Some doctors believe that true, IgE-mediated allergy can produce mental symptoms as well as physical ones, but others would dispute this. Certainly, some studies have shown that those with serious allergic disorders, such as asthma, tend to have more emotional and social problems. The difficulty lies in separating cause and effect. The disabling symptoms of the allergy, and the restrictions incurred by having to avoid certain allergens, is bound to cause mental suffering. Indeed, studies that have compared asthmatic children with children suffering from other physical handicaps find little difference in the level of psychological problems.
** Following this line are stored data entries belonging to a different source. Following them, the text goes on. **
use loadline_core::{
    Definitions, ManualPositions, PositionQuery, PreparedRoute, RouteKey, StopNames, Table,
    detect_period, diagram_title, prepare_route,
};
use loadline_render::{
    ColorBy, LayoutOptions, SvgRenderOptions, layout_route, model::DiagramLayout, render_svg,
};
use rand::SeedableRng;
use rand::rngs::StdRng;
use std::path::PathBuf;

fn workspace_root() -> PathBuf {
    PathBuf::from(env!("CARGO_MANIFEST_DIR"))
        .join("..")
        .join("..")
}

fn approx(a: f64, b: f64) -> bool {
    (a - b).abs() < 1e-9
}

struct Fixture {
    route: PreparedRoute,
    names: StopNames,
    title: String,
}

fn inbound_with_positions() -> Fixture {
    let root = workspace_root().join("fixtures").join("patronage");
    let table = Table::read(&root.join("basic.csv")).expect("fixture");
    let bindings = Definitions::default().bind(&table).expect("bind");
    let positions = ManualPositions::read(&root.join("positions.csv")).expect("positions");
    let key = RouteKey::new("100", "Inbound");
    let route = prepare_route(
        &table,
        &bindings,
        &key,
        false,
        Some(PositionQuery {
            source: &positions,
            route: &key.route,
            direction_code: "0",
        }),
    )
    .expect("prepare")
    .expect("flows");
    let period = bindings.month.and_then(|c| detect_period(&table, c));
    Fixture {
        route,
        names: positions.names().clone(),
        title: diagram_title(&key.route, &key.direction, period),
    }
}

fn layout(fixture: &Fixture, options: &LayoutOptions) -> DiagramLayout {
    layout_route(
        &fixture.route,
        &fixture.names,
        Some(fixture.title.clone()),
        options,
        &mut StdRng::seed_from_u64(42),
    )
    .expect("layout")
}

#[test]
fn layout_sizes_the_canvas_from_stop_count_and_tier() {
    let fixture = inbound_with_positions();
    let layout = layout(&fixture, &LayoutOptions::default());

    assert_eq!(layout.stops.len(), 3);
    assert_eq!(layout.tier_max, 1);
    assert!(approx(layout.width, 100.0 + 2.0 * 125.0 + 100.0));
    assert!(approx(layout.axis_y, 3.0 * 0.5 * 125.0));
    assert!(approx(layout.height, 550.0 + layout.axis_y));
    assert!(approx(layout.width_scale, 8.0));

    let loads: Vec<i64> = layout.stops.iter().map(|s| s.load).collect();
    assert_eq!(loads, [6, 6, 0]);
    assert!(layout.stops[2].bar.is_none());
    assert_eq!(layout.stops[2].name, "Museum, North Entrance");
}

#[test]
fn arcs_never_overflow_their_origin_allotment() {
    let fixture = inbound_with_positions();
    let layout = layout(&fixture, &LayoutOptions::default());
    for stop in &layout.stops {
        let used: f64 = layout
            .arcs
            .iter()
            .filter(|a| a.origin == stop.id)
            .map(|a| a.width)
            .sum();
        assert!(used <= stop.allotment + 1e-9);
    }
    // The reversed 1002 -> 1001 flow is aggregated but not drawn.
    assert_eq!(layout.arcs.len(), 2);
}

#[test]
fn svg_contains_every_diagram_element() {
    let fixture = inbound_with_positions();
    let layout = layout(&fixture, &LayoutOptions::default());
    let svg = render_svg(&layout, &SvgRenderOptions::default()).expect("svg");
    let doc = roxmltree::Document::parse(&svg).expect("well-formed svg");

    let count = |tag: &str, class: &str| {
        doc.descendants()
            .filter(|n| n.has_tag_name(tag))
            .filter(|n| {
                n.attribute("class")
                    .is_some_and(|c| c.split_whitespace().any(|c| c == class))
            })
            .count()
    };

    assert!(doc.descendants().any(|n| n.attribute("id") == Some("bgrect")));
    assert!(doc.descendants().any(|n| n.attribute("id") == Some("mainline")));
    assert_eq!(count("path", "arc"), 2);
    assert_eq!(count("path", "f0"), 1);
    assert_eq!(count("line", "bargraph"), 2);
    assert_eq!(count("text", "bartxt"), 4);
    assert_eq!(count("circle", "markers"), 3);
    assert_eq!(count("text", "keyline"), 3 + 2);
    assert_eq!(count("text", "foreground"), 3 + 2);

    let title = doc
        .descendants()
        .find(|n| n.attribute("class") == Some("title"))
        .and_then(|n| n.text())
        .expect("title");
    assert_eq!(title, "100 Inbound \u{2013} March 2023");

    let tooltip = doc
        .descendants()
        .filter(|n| n.has_tag_name("title"))
        .filter_map(|n| n.text())
        .next()
        .expect("arc tooltip");
    assert_eq!(tooltip, "Central to Town Hall: 8 passengers");

    let style = doc
        .descendants()
        .find(|n| n.has_tag_name("style"))
        .and_then(|n| n.text())
        .expect("style");
    assert!(style.contains("#bgrect"));
    assert!(style.contains(".f2 {stroke:#"));
}

#[test]
fn user_css_replaces_defaults_and_destination_colouring_uses_t_rules() {
    let fixture = inbound_with_positions();
    let options = LayoutOptions {
        color_by: ColorBy::Destination,
        jumble_colors: true,
        ..LayoutOptions::default()
    };
    let layout = layout(&fixture, &options);
    let svg = render_svg(
        &layout,
        &SvgRenderOptions {
            css: Some(".arc {opacity: 1}".to_string()),
        },
    )
    .expect("svg");

    assert!(svg.contains(".arc {opacity: 1}"));
    assert!(!svg.contains("#bgrect {fill:white"));
    assert!(svg.contains(".t0 {stroke:#"));
    assert!(!svg.contains(".f0 {stroke:"));
    roxmltree::Document::parse(&svg).expect("well-formed svg");
}

#[test]
fn layout_serializes_to_json() {
    let fixture = inbound_with_positions();
    let layout = layout(&fixture, &LayoutOptions::default());
    let json = serde_json::to_value(&layout).expect("json");
    assert_eq!(json["route"], "100");
    assert_eq!(json["color_by"], "origin");
    assert_eq!(json["arcs"].as_array().map(Vec::len), Some(2));
}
One study showed that some children had high IgE levels for foods that caused behavioural problems, so it seems that this could sometimes be a true allergic symptom. However this is a controversial area, and conventional allergists do not seem eager to welcome behavioural disorders such as hyperactivity into their domain.However, there are innumerable reports of children with allergic disorders such as asthma or perennial rhinitis (runny or congested nose) who also show a cluster of symptoms that includes an inability to keep still, excitability, clumsiness, poor memory and short attention span. These symptoms, often known collectively as hyperactivity or the hyperkinetic syndrome are dealt with more fully in Chapter Eleven. Some of these children show an interesting reaction when the allergenic foods are removed from the diet and other allergens avoided: their mental and behavioural symptoms clear up at the same time as their physical ones. Reintroducing those foods brings the bad behaviour back along with the wheezing or runny nose. Although the mental symptoms could be a result of the physical ones, this seems unlikely.